Una dipendenza molto comune tra i giovani è proprio quella dovuta ai social network ed in particolare ad Instagram, Tik Tok e Whatsapp. Fondamentale è specificare cosa sono i social network: si tratta di siti internet o applicazioni che consentono agli utenti di condividere contenuti testuali, video e audio e di interagire tra loro. Nel dettaglio prendiamo in considerazione Instagram e Tik Tok.
Per poter iniziare ad usare entrambe le app ti basterà scaricare le applicazioni dal Play Store o dall’Apple Store, a seconda del telefono che andrai ad utilizzare e seguire le istruzioni per creare un account. Ti verrà chiesto di inventare un nome utente e un nome che vuoi affiancare alla tua pagina. Ti verrà inoltre chiesto di collegare una mail o il tuo numero di telefono (utilizzati per verificare la tua identità).
La facilità con cui ci si iscrive a questi social, fa si che spesso lo si faccia superficialmente, senza conoscere bene lo strumento e i suoi rischi. A tal proposito, abbiamo consultato la dott.ssa Tagliani Paola, PSICOTERAPEUTA, che si è resa disponibile per la nostra intervista.
Quando si parla di dipendenza dai social?
«La definizione di una patologia si fa attraverso dei criteri. Nel caso delle patologie si utilizza il Manuale Diagnostico e Statistico dei Disturbi Mentali (DSM-5).

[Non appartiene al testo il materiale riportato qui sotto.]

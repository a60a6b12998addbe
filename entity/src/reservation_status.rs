use sea_orm::entity::prelude::*;
use serde::{Deserialize, Serialize};
use utoipa::ToSchema;

#[derive(
    Debug,
    Clone,
    Copy,
    Eq,
    PartialEq,
    EnumIter,
    Deserialize,
    Default,
    Serialize,
    DeriveActiveEnum,
    ToSchema,
)]
#[serde(rename_all = "lowercase")]
#[sea_orm(
    rs_type = "String",
    db_type = "Enum",
    enum_name = "reservation_status"
)]
pub enum ReservationStatus {
    /// Holds a ticket; counted against the event's inventory.
    #[sea_orm(string_value = "going")]
    #[default]
    Going,
    /// Bookmarked only; never consumes inventory.
    #[sea_orm(string_value = "interested")]
    Interested,
}

impl std::fmt::Display for ReservationStatus {
    fn fmt(&self, fmt: &mut std::fmt::Formatter<'_>) -> std::fmt::Result {
        match self {
            ReservationStatus::Going => write!(fmt, "going"),
            ReservationStatus::Interested => write!(fmt, "interested"),
        }
    }
}
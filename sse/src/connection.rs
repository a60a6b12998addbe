use axum::response::sse::Event;
use dashmap::DashMap;
use log::*;
use std::collections::HashSet;
use std::convert::Infallible;
use tokio::sync::mpsc::UnboundedSender;

/// User ids are carried as strings; the web layer converts `entity::Id`.
pub type UserId = String;

pub type EventSender = UnboundedSender<Result<Event, Infallible>>;

/// Unique identifier for a connection (server-generated)
#[derive(Debug, Clone, PartialEq, Eq, Hash)]
pub struct ConnectionId(String);

impl ConnectionId {
    pub fn new() -> Self {
        Self(uuid::Uuid::new_v4().to_string())
    }

    pub fn as_str(&self) -> &str {
        &self.0
    }
}

impl Default for ConnectionId {
    fn default() -> Self {
        Self::new()
    }
}

#[derive(Debug, Clone)]
pub struct ConnectionInfo {
    pub user_id: UserId,
    pub sender: EventSender,
}

/// Connection registry indexed both by connection and by user.
///
/// Senders whose receiving stream is gone are dropped the first time a send
/// to them fails.
pub struct ConnectionRegistry {
    connections: DashMap<ConnectionId, ConnectionInfo>,
    user_index: DashMap<UserId, HashSet<ConnectionId>>,
}

impl ConnectionRegistry {
    pub fn new() -> Self {
        Self {
            connections: DashMap::new(),
            user_index: DashMap::new(),
        }
    }

    pub fn register(&self, user_id: UserId, sender: EventSender) -> ConnectionId {
        let connection_id = ConnectionId::new();

        self.connections.insert(
            connection_id.clone(),
            ConnectionInfo {
                user_id: user_id.clone(),
                sender,
            },
        );

        self.user_index
            .entry(user_id)
            .or_default()
            .insert(connection_id.clone());

        connection_id
    }

    pub fn unregister(&self, connection_id: &ConnectionId) {
        if let Some((_, info)) = self.connections.remove(connection_id) {
            let user_id = info.user_id;

            if let Some(mut entry) = self.user_index.get_mut(&user_id) {
                entry.remove(connection_id);

                if entry.is_empty() {
                    drop(entry); // Release the shard lock before removing
                    self.user_index.remove(&user_id);
                }
            }
        }
    }

    pub fn len(&self) -> usize {
        self.connections.len()
    }

    pub fn is_empty(&self) -> bool {
        self.connections.is_empty()
    }

    pub fn send_to_user(&self, user_id: &UserId, event: Event) {
        let connection_ids: Vec<ConnectionId> = match self.user_index.get(user_id) {
            Some(ids) => ids.iter().cloned().collect(),
            None => return,
        };

        let closed: Vec<ConnectionId> = connection_ids
            .into_iter()
            .filter(|conn_id| !self.send_to(conn_id, event.clone()))
            .collect();

        self.prune(closed);
    }

    pub fn broadcast(&self, event: Event) {
        let connection_ids: Vec<ConnectionId> =
            self.connections.iter().map(|entry| entry.key().clone()).collect();

        let closed: Vec<ConnectionId> = connection_ids
            .into_iter()
            .filter(|conn_id| !self.send_to(conn_id, event.clone()))
            .collect();

        self.prune(closed);
    }

    /// Returns false when the receiving side has gone away.
    fn send_to(&self, conn_id: &ConnectionId, event: Event) -> bool {
        match self.connections.get(conn_id) {
            Some(info) => match info.sender.send(Ok(event)) {
                Ok(()) => true,
                Err(e) => {
                    warn!("Failed to send event to connection {}: {e}", conn_id.as_str());
                    false
                }
            },
            None => true,
        }
    }

    fn prune(&self, closed: Vec<ConnectionId>) {
        for conn_id in closed {
            debug!("Dropping closed SSE connection {}", conn_id.as_str());
            self.unregister(&conn_id);
        }
    }
}

impl Default for ConnectionRegistry {
    fn default() -> Self {
        Self::new()
    }
}

#[cfg(test)]
mod tests {
    use super::*;
    use tokio::sync::mpsc;

    #[test]
    fn broadcast_reaches_every_connection_of_every_user() {
        let registry = ConnectionRegistry::new();
        let (tab_one, mut rx_one) = mpsc::unbounded_channel();
        let (tab_two, mut rx_two) = mpsc::unbounded_channel();
        let (other, mut rx_other) = mpsc::unbounded_channel();
        registry.register("alice".to_string(), tab_one);
        registry.register("alice".to_string(), tab_two);
        registry.register("bob".to_string(), other);

        registry.broadcast(Event::default().data("refresh"));

        assert!(rx_one.try_recv().is_ok());
        assert!(rx_two.try_recv().is_ok());
        assert!(rx_other.try_recv().is_ok());
    }

    #[test]
    fn closed_receivers_are_pruned_on_send() {
        let registry = ConnectionRegistry::new();
        let (tx, rx) = mpsc::unbounded_channel();
        registry.register("alice".to_string(), tx);
        drop(rx);

        registry.send_to_user(&"alice".to_string(), Event::default().data("refresh"));

        assert!(registry.is_empty());
        assert!(registry.user_index.get("alice").is_none());
    }

    #[test]
    fn unregister_removes_empty_user_entries() {
        let registry = ConnectionRegistry::new();
        let (tx, _rx) = mpsc::unbounded_channel();
        let connection_id = registry.register("alice".to_string(), tx);

        registry.unregister(&connection_id);

        assert_eq!(registry.len(), 0);
        assert!(registry.user_index.get("alice").is_none());
    }
}
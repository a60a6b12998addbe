use domain::roles::Role;
use serde::Deserialize;
use utoipa::ToSchema;

#[derive(Debug, Deserialize, ToSchema)]
pub(crate) struct UpdateRoleParams {
    #[schema(value_type = String, example = "host")]
    pub(crate) role: Role,
}
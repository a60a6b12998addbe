use axum::http::{
    header::{ACCEPT, AUTHORIZATION, CONTENT_TYPE},
    HeaderName, HeaderValue, Method,
};
use axum_login::AuthManagerLayerBuilder;
use domain::catalog::{Catalog, Ledger, SeaOrmStore};
use domain::gateway::{webhook::WebhookVerifier, PaymentGateway};
use domain::reservation::ReservationEngine;
use domain::user::Backend;
use events::EventPublisher;
use log::*;
use service::config::ApiVersion;
use std::ops::Deref;
use std::sync::Arc;
use time::Duration;
use tokio::net::TcpListener;
use tower_http::cors::CorsLayer;
use tower_sessions::{cookie::SameSite, Expiry, SessionManagerLayer};
use tower_sessions_sqlx_store::PostgresStore;

mod controller;
mod error;
mod extractors;
mod middleware;
mod params;
mod protect;
mod router;
mod sse;

pub use error::{Error, Result};

/// Web-level state: the service infrastructure plus the domain collaborators
/// every request handler shares.
#[derive(Clone)]
pub struct AppState {
    service: service::AppState,
    pub sse_manager: Arc<::sse::Manager>,
    pub event_publisher: EventPublisher,
    pub catalog: Arc<dyn Catalog>,
    pub reservation_engine: ReservationEngine,
    pub webhook_verifier: Arc<WebhookVerifier>,
}

impl AppState {
    /// State backed by the PostgreSQL catalog and ledger.
    pub fn new(
        service: service::AppState,
        sse_manager: Arc<::sse::Manager>,
        event_publisher: EventPublisher,
        gateway: Arc<dyn PaymentGateway>,
    ) -> Self {
        let store = Arc::new(SeaOrmStore::new(&service.database_connection));
        Self::with_store(service, sse_manager, event_publisher, store, gateway)
    }

    /// State backed by `store`, which serves as both catalog and ledger so
    /// that a reservation commit stays atomic.
    pub fn with_store<S>(
        service: service::AppState,
        sse_manager: Arc<::sse::Manager>,
        event_publisher: EventPublisher,
        store: Arc<S>,
        gateway: Arc<dyn PaymentGateway>,
    ) -> Self
    where
        S: Catalog + Ledger + 'static,
    {
        let catalog: Arc<dyn Catalog> = store.clone();
        let ledger: Arc<dyn Ledger> = store;
        let reservation_engine = ReservationEngine::new(
            Arc::clone(&catalog),
            ledger,
            gateway,
            event_publisher.clone(),
        );
        let webhook_verifier = Arc::new(WebhookVerifier::from_config(&service.config));

        Self {
            service,
            sse_manager,
            event_publisher,
            catalog,
            reservation_engine,
            webhook_verifier,
        }
    }
}

impl Deref for AppState {
    type Target = service::AppState;

    fn deref(&self) -> &Self::Target {
        &self.service
    }
}

pub async fn init_server(
    app_state: AppState,
) -> core::result::Result<(), Box<dyn std::error::Error + Send + Sync>> {
    info!("Connecting to DB with URI: {}", app_state.config.database_url());

    // Sessions live next to the application tables in the same database.
    let session_store = PostgresStore::new(
        app_state
            .db_conn_ref()
            .get_postgres_connection_pool()
            .to_owned(),
    )
    .with_schema_name(&app_state.config.db_schema)?
    .with_table_name("authorized_sessions")?;

    session_store.migrate().await?;

    let session_expiry =
        i64::try_from(app_state.config.backend_session_expiry_seconds).unwrap_or(i64::MAX);

    let session_layer = SessionManagerLayer::new(session_store)
        .with_secure(app_state.config.is_production())
        .with_same_site(SameSite::Lax)
        .with_expiry(Expiry::OnInactivity(Duration::seconds(session_expiry)));

    let backend = Backend::new(&app_state.database_connection);
    let auth_layer = AuthManagerLayerBuilder::new(backend, session_layer).build();

    let server_url = format!(
        "{}:{}",
        app_state
            .config
            .interface
            .as_deref()
            .unwrap_or("127.0.0.1"),
        app_state.config.port
    );

    let listener = TcpListener::bind(&server_url).await?;

    let allowed_origins: Vec<HeaderValue> = app_state
        .config
        .allowed_origins
        .iter()
        .filter_map(|origin| match origin.parse::<HeaderValue>() {
            Ok(value) => Some(value),
            Err(_) => {
                warn!("Ignoring invalid CORS origin: {origin}");
                None
            }
        })
        .collect();
    info!("allowed_origins: {allowed_origins:#?}");

    let cors_layer = CorsLayer::new()
        .allow_methods([
            Method::DELETE,
            Method::GET,
            Method::OPTIONS,
            Method::POST,
            Method::PUT,
        ])
        .allow_credentials(true)
        .allow_headers([
            AUTHORIZATION,
            ACCEPT,
            CONTENT_TYPE,
            HeaderName::from_static(ApiVersion::field_name()),
        ])
        .allow_origin(allowed_origins);

    info!("Server starting... listening for connections on http://{server_url}");

    axum::serve(
        listener,
        router::define_routes(app_state)
            .layer(cors_layer)
            .layer(auth_layer)
            .into_make_service(),
    )
    .await?;

    Ok(())
}

#[cfg(test)]
#[cfg(feature = "mock")]
pub(crate) mod test_support {
    //! Builds a routed app over the in-memory store with a stubbed gateway.

    use super::*;
    use async_trait::async_trait;
    use axum::{body::Body, http::Request, Router};
    use axum_login::tower_sessions::{MemoryStore, SessionManagerLayer};
    use chrono::Utc;
    use clap::Parser;
    use domain::catalog::in_memory::InMemoryStore;
    use domain::gateway::CheckoutSession;
    use domain::{events, roles::Role, users, Id};
    use password_auth::generate_hash;
    use sea_orm::{DatabaseBackend, DatabaseConnection, MockDatabase};
    use service::config::Config;
    use tower::ServiceExt;

    pub(crate) const PASSWORD: &str = "porchlight42";
    pub(crate) const WEBHOOK_SECRET: &str = "whsec_router";

    pub(crate) struct StubGateway;

    #[async_trait]
    impl PaymentGateway for StubGateway {
        async fn create_checkout_session(
            &self,
            event: &events::Model,
            _user_id: Id,
        ) -> core::result::Result<CheckoutSession, domain::error::Error> {
            Ok(CheckoutSession {
                id: "cs_test".to_string(),
                url: format!("https://checkout.test/pay/{}", event.id),
            })
        }
    }

    pub(crate) fn config() -> Config {
        Config::try_parse_from(["hyperlocal_platform_rs"])
            .unwrap()
            .set_payment_webhook_secret(WEBHOOK_SECRET.to_string())
    }

    pub(crate) fn user(role: Role) -> users::Model {
        let now = Utc::now();
        users::Model {
            id: Id::new_v4(),
            email: format!("{role}@hyperlocal.test"),
            display_name: None,
            password: generate_hash(PASSWORD),
            role,
            created_at: now.into(),
            updated_at: now.into(),
        }
    }

    pub(crate) fn event(price: f64, remaining_tickets: i32) -> events::Model {
        let now = Utc::now();
        events::Model {
            id: Id::new_v4(),
            host_id: Id::new_v4(),
            title: "Porch concert".to_string(),
            description: "Acoustic sets on the porch at dusk".to_string(),
            location_name: "12 Maple Ave".to_string(),
            latitude: 40.0,
            longitude: -75.0,
            image_url: None,
            date: (now + chrono::Duration::days(2)).into(),
            price,
            total_tickets: remaining_tickets.max(1),
            remaining_tickets,
            average_rating: 0.0,
            review_count: 0,
            is_active: true,
            created_at: now.into(),
            updated_at: now.into(),
        }
    }

    /// Mock database answering the login lookup, the post-login user read
    /// and one session read per later request for `user`.
    pub(crate) fn login_db(user: &users::Model, requests: usize) -> DatabaseConnection {
        let mut db = MockDatabase::new(DatabaseBackend::Postgres)
            .append_query_results([[user.clone()]])
            .append_query_results([[user.clone()]]);
        for _ in 0..requests {
            db = db.append_query_results([[user.clone()]]);
        }
        db.into_connection()
    }

    pub(crate) fn app_state(db: DatabaseConnection, store: Arc<InMemoryStore>) -> AppState {
        let db = Arc::new(db);
        let sse_manager = Arc::new(::sse::Manager::new());
        let publisher = EventPublisher::new().with_handler(Arc::new(
            ::sse::SseDomainEventHandler::new(Arc::clone(&sse_manager)),
        ));
        AppState::with_store(
            service::AppState::new(config(), &db),
            sse_manager,
            publisher,
            store,
            Arc::new(StubGateway),
        )
    }

    pub(crate) fn app(app_state: AppState) -> Router {
        let session_layer = SessionManagerLayer::new(MemoryStore::default()).with_secure(false);
        let backend = Backend::new(&app_state.database_connection);
        let auth_layer = AuthManagerLayerBuilder::new(backend, session_layer).build();

        router::define_routes(app_state).layer(auth_layer)
    }

    /// Logs `user` in and returns the session cookie.
    pub(crate) async fn login(app: &Router, user: &users::Model) -> String {
        let request = Request::builder()
            .uri("/login")
            .method("POST")
            .header("content-type", "application/x-www-form-urlencoded")
            .body(Body::from(format!(
                "email={}&password={PASSWORD}",
                user.email
            )))
            .unwrap();

        let response = app.clone().oneshot(request).await.unwrap();
        response
            .headers()
            .get("set-cookie")
            .and_then(|c| c.to_str().ok())
            .and_then(|c| c.split(';').next())
            .expect("Login should return session cookie")
            .to_string()
    }

    pub(crate) fn request(
        method: &str,
        uri: &str,
        cookie: Option<&str>,
    ) -> axum::http::request::Builder {
        let builder = Request::builder()
            .method(method)
            .uri(uri)
            .header(ApiVersion::field_name(), ApiVersion::default_version());
        match cookie {
            Some(cookie) => builder.header("cookie", cookie),
            None => builder,
        }
    }

    pub(crate) async fn body_json(response: axum::response::Response) -> serde_json::Value {
        let bytes = axum::body::to_bytes(response.into_body(), usize::MAX)
            .await
            .unwrap();
        serde_json::from_slice(&bytes).unwrap()
    }
}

Tuttavia la dipendenza da social non rientra ancora all’interno della definizione del manuale che considera solo il disturbo da gioco su internet e, nonostante l’utilizzo eccessivo e compulsivo dei social network non sia formalmente annoverato tra le patologie delle attuali malattie psichiatriche, è ormai considerato a tutti gli effetti una dipendenza comportamentale (come lo shopping compulsivo o la dipendenza da gioco d’azzardo). Possiamo quindi parlare di dipendenza dai social network, come un’eccessiva preoccupazione dai social network, spinti da una forte motivazione a connettersi o a utilizzare i social network e dedicare così tanto tempo e sforzo da compromettere altre attività sociali, di studio o lavorative, relazioni interpersonali, e/o la salute psicologica e il benessere»
Quali sono gli effetti di questa dipendenza?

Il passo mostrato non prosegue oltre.